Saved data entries
※ ※ ※

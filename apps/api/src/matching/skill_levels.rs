//! Level-based skill gaps: compares the candidate's proficiency per skill (0–100)
//! with the level a target asks for, and bands each shortfall by size.
//!
//! priority: gap ≥ 50 Critical, ≥ 30 High, ≥ 15 Medium, otherwise Low

use std::collections::{BTreeMap, HashMap};

use serde::{Deserialize, Serialize};

use crate::models::profile::skill_key;

pub const CRITICAL_GAP: u32 = 50;
pub const HIGH_GAP: u32 = 30;
pub const MEDIUM_GAP: u32 = 15;

/// Proficiency levels are percentages.
pub const MAX_SKILL_LEVEL: u32 = 100;

#[derive(Debug, Clone, Copy, PartialEq, Eq, PartialOrd, Ord, Serialize, Deserialize)]
pub enum GapBand {
    Low,
    Medium,
    High,
    Critical,
}

impl GapBand {
    pub fn from_gap(gap: u32) -> Self {
        match gap {
            g if g >= CRITICAL_GAP => GapBand::Critical,
            g if g >= HIGH_GAP => GapBand::High,
            g if g >= MEDIUM_GAP => GapBand::Medium,
            _ => GapBand::Low,
        }
    }

    fn is_urgent(self) -> bool {
        matches!(self, GapBand::Critical | GapBand::High)
    }
}

#[derive(Debug, Clone, Copy, PartialEq, Eq, Serialize)]
pub struct LevelGap {
    pub current_level: u32,
    pub required_level: u32,
    pub gap: u32,
    pub priority: GapBand,
}

#[derive(Debug, Clone, Copy, PartialEq, Eq, Serialize)]
pub enum LearningPlan {
    #[serde(rename = "Immediate Learning")]
    Immediate,
    #[serde(rename = "Gradual Improvement")]
    Gradual,
}

#[derive(Debug, Clone, PartialEq, Eq, Serialize)]
pub struct LearningRecommendation {
    pub skill: String,
    #[serde(rename = "type")]
    pub plan: LearningPlan,
    pub reason: String,
}

#[derive(Debug, Clone, PartialEq, Eq, Serialize)]
pub struct LevelGapReport {
    /// Keyed by the skill name as the target spells it.
    pub gaps: BTreeMap<String, LevelGap>,
    pub total_gap_score: u32,
    pub recommendations: Vec<LearningRecommendation>,
}

/// Skills the candidate already meets or exceeds are left out. A skill missing from
/// `current_levels` counts as level 0. Names match case-insensitively.
pub fn analyze_level_gaps(
    current_levels: &BTreeMap<String, u32>,
    required_levels: &BTreeMap<String, u32>,
) -> LevelGapReport {
    let current: HashMap<String, u32> = current_levels
        .iter()
        .map(|(skill, level)| (skill_key(skill), *level))
        .collect();

    let gaps: BTreeMap<String, LevelGap> = required_levels
        .iter()
        .filter_map(|(skill, &required_level)| {
            let current_level = current.get(&skill_key(skill)).copied().unwrap_or(0);
            let gap = required_level.saturating_sub(current_level);
            (gap > 0).then(|| {
                (
                    skill.clone(),
                    LevelGap {
                        current_level,
                        required_level,
                        gap,
                        priority: GapBand::from_gap(gap),
                    },
                )
            })
        })
        .collect();

    let recommendations = gaps
        .iter()
        .map(|(skill, gap)| {
            if gap.priority.is_urgent() {
                LearningRecommendation {
                    skill: skill.clone(),
                    plan: LearningPlan::Immediate,
                    reason: format!("Critical skill gap of {}%", gap.gap),
                }
            } else {
                LearningRecommendation {
                    skill: skill.clone(),
                    plan: LearningPlan::Gradual,
                    reason: format!("Moderate skill gap of {}%", gap.gap),
                }
            }
        })
        .collect();

    LevelGapReport {
        total_gap_score: gaps.values().map(|g| g.gap).sum(),
        gaps,
        recommendations,
    }
}

const PREREQUISITES: &[(&str, &[&str])] = &[
    ("React", &["JavaScript", "HTML", "CSS"]),
    ("Machine Learning", &["Python", "Statistics", "Linear Algebra"]),
    ("Cloud Architecture", &["Networking", "Security", "Operating Systems"]),
];

/// Skills worth having before learning `skill`. Unknown skills have none.
pub fn skill_prerequisites(skill: &str) -> &'static [&'static str] {
    let key = skill_key(skill);
    PREREQUISITES
        .iter()
        .find(|(name, _)| skill_key(name) == key)
        .map(|(_, prerequisites)| *prerequisites)
        .unwrap_or(&[])
}
//! Skill relevance: pluggable scorer that answers "how much does this skill matter
//! for this role?" with a probability in [0, 1].
//!
//! Default: `CatalogRelevanceScorer` (deterministic, derived from the catalog).
//! `AppState` holds an `Arc<dyn SkillRelevanceScorer>`, so a model-backed scorer can be
//! swapped in without touching the gap analyzer.

use std::sync::Arc;

use serde::{Deserialize, Serialize};

use crate::models::catalog::JobCatalog;

pub const DEFAULT_RELEVANCE_THRESHOLD: f64 = 0.6;

const REQUIRED_BASE: f64 = 0.7;
const PREFERRED_BASE: f64 = 0.45;
const UNLISTED_BASE: f64 = 0.2;
const MARKET_SHARE_WEIGHT: f64 = 0.3;

#[derive(Debug, Clone, PartialEq, Serialize, Deserialize)]
pub struct SkillRelevance {
    pub skill: String,
    pub job_role: String,
    pub relevance_score: f64,
    pub is_relevant: bool,
}

pub trait SkillRelevanceScorer: Send + Sync {
    fn relevance(&self, skill: &str, job_title: &str) -> SkillRelevance;
}

/// Scores relevance from how the role lists the skill and how widely the catalog
/// requires it:
///
/// score = base(required 0.7 | preferred 0.45 | unlisted 0.2) + 0.3 × required share
pub struct CatalogRelevanceScorer {
    catalog: Arc<JobCatalog>,
    threshold: f64,
}

impl CatalogRelevanceScorer {
    pub fn new(catalog: Arc<JobCatalog>, threshold: f64) -> Self {
        Self { catalog, threshold }
    }
}

impl SkillRelevanceScorer for CatalogRelevanceScorer {
    fn relevance(&self, skill: &str, job_title: &str) -> SkillRelevance {
        let base = match self.catalog.get(job_title) {
            Some(role) if role.requires(skill) => REQUIRED_BASE,
            Some(role) if role.prefers(skill) => PREFERRED_BASE,
            _ => UNLISTED_BASE,
        };
        let relevance_score =
            (base + MARKET_SHARE_WEIGHT * self.catalog.required_share(skill)).clamp(0.0, 1.0);

        SkillRelevance {
            skill: skill.to_string(),
            job_role: job_title.to_string(),
            relevance_score,
            is_relevant: relevance_score > self.threshold,
        }
    }
}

※ ※ ※

## THE TASK
Reproduce each line of the records in which the word "Deserialize" appears.

## YOUR SOLUTION
use serde::{Deserialize, Serialize};
#[derive(Debug, Clone, Copy, PartialEq, Eq, PartialOrd, Ord, Serialize, Deserialize)]
use serde::{Deserialize, Serialize};
#[derive(Debug, Clone, PartialEq, Serialize, Deserialize)]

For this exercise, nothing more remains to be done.